4. Make sure the George W. Bush Fantastic Freedom Institute Library at Southern Methodist University has a kick-ass roller coaster.
5. Practice spelling Fantastic Freedom Institute Library.
6. Cry on God’s shoulder. Or, when God doesn’t have time for that, on Rick Warren’s shoulder.
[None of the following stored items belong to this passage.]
//! Provides abstraction for xDS resources.

use bytes::Bytes;

use crate::codec::XdsCodec;
use crate::error::Result;

/// Trait for decodable xDS resources.
///
/// Implemented by the concrete message types of each schema revision, so the
/// session logic can be written once against this trait.
///
/// # Example
///
/// ```ignore
/// impl Resource for RouteConfiguration {
///     const TYPE_URL: &'static str = "type.googleapis.com/envoy.config.route.v3.RouteConfiguration";
///
///     fn decode(bytes: Bytes) -> Result<Self> {
///         Ok(<Self as prost::Message>::decode(bytes)?)
///     }
///
///     fn name(&self) -> &str {
///         &self.name
///     }
/// }
/// ```
pub trait Resource: Send + Sync + Clone + std::fmt::Debug + 'static {
    /// The xDS type URL for this resource type.
    const TYPE_URL: &'static str;

    /// Decode a resource from its serialized bytes.
    fn decode(bytes: Bytes) -> Result<Self>;

    /// Returns the resource name.
    ///
    /// The resource name combined with the type URL uniquely identifies a resource.
    fn name(&self) -> &str;
}

/// A cluster resource, inspected to derive endpoint subscriptions.
pub trait ClusterResource: Resource {
    /// The endpoint (ClusterLoadAssignment) name to request for this cluster.
    ///
    /// Only clusters discovered through EDS yield a name: the configured EDS
    /// service name when set, otherwise the cluster's own name. Static and
    /// DNS clusters return `None`.
    fn endpoint_name(&self) -> Option<&str>;
}

/// A listener resource, inspected to derive route subscriptions.
pub trait ListenerResource: Resource {
    /// Route configuration names fetched dynamically (RDS) by the HTTP
    /// connection managers in this listener's filter chains.
    ///
    /// Inline route tables contribute nothing.
    fn route_config_names(&self) -> Vec<String>;
}

/// The resource kinds an ADS stream can carry.
#[derive(Debug, Clone, Copy, PartialEq, Eq, Hash)]
pub enum ResourceKind {
    /// Cluster (CDS).
    Cluster,
    /// ClusterLoadAssignment (EDS).
    Endpoint,
    /// Listener (LDS).
    Listener,
    /// RouteConfiguration (RDS).
    Route,
    /// Secret (SDS).
    Secret,
    /// Runtime (RTDS).
    Runtime,
    /// Anything else.
    Unknown,
}

impl ResourceKind {
    /// Classify a type URL against the type table of codec `C`.
    pub fn classify<C: XdsCodec>(type_url: &str) -> Self {
        match type_url {
            url if url == <C::Cluster as Resource>::TYPE_URL => Self::Cluster,
            url if url == <C::Endpoint as Resource>::TYPE_URL => Self::Endpoint,
            url if url == <C::Listener as Resource>::TYPE_URL => Self::Listener,
            url if url == <C::Route as Resource>::TYPE_URL => Self::Route,
            url if url == <C::Secret as Resource>::TYPE_URL => Self::Secret,
            url if url == C::RUNTIME_TYPE_URL => Self::Runtime,
            _ => Self::Unknown,
        }
    }

    /// Returns the type URL of this kind under codec `C`, if the kind has one.
    pub fn type_url<C: XdsCodec>(self) -> Option<&'static str> {
        match self {
            Self::Cluster => Some(<C::Cluster as Resource>::TYPE_URL),
            Self::Endpoint => Some(<C::Endpoint as Resource>::TYPE_URL),
            Self::Listener => Some(<C::Listener as Resource>::TYPE_URL),
            Self::Route => Some(<C::Route as Resource>::TYPE_URL),
            Self::Secret => Some(<C::Secret as Resource>::TYPE_URL),
            Self::Runtime => Some(C::RUNTIME_TYPE_URL),
            Self::Unknown => None,
        }
    }

    /// The short discovery-service name, e.g. `CDS`.
    pub fn as_str(self) -> &'static str {
        match self {
            Self::Cluster => "CDS",
            Self::Endpoint => "EDS",
            Self::Listener => "LDS",
            Self::Route => "RDS",
            Self::Secret => "SDS",
            Self::Runtime => "RTDS",
            Self::Unknown => "unknown",
        }
    }
}

impl std::fmt::Display for ResourceKind {
    fn fmt(&self, f: &mut std::fmt::Formatter<'_>) -> std::fmt::Result {
        f.write_str(self.as_str())
    }
}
Or, when Rick Warren doesn’t have time for that, on Scott Baio’s shoulder.
7. Organize No Low-Calorie Hot Dog Left Behind picnic to benefit childhood diabetes and freedom.
8. Craft exit strategy for small bag of Miss Beazley’s poop. (May require FEMA assistance.)
9. Bring freedom agenda to the Ridgewood Country Club golf course via massive weekend invasion.
10. Reform closet.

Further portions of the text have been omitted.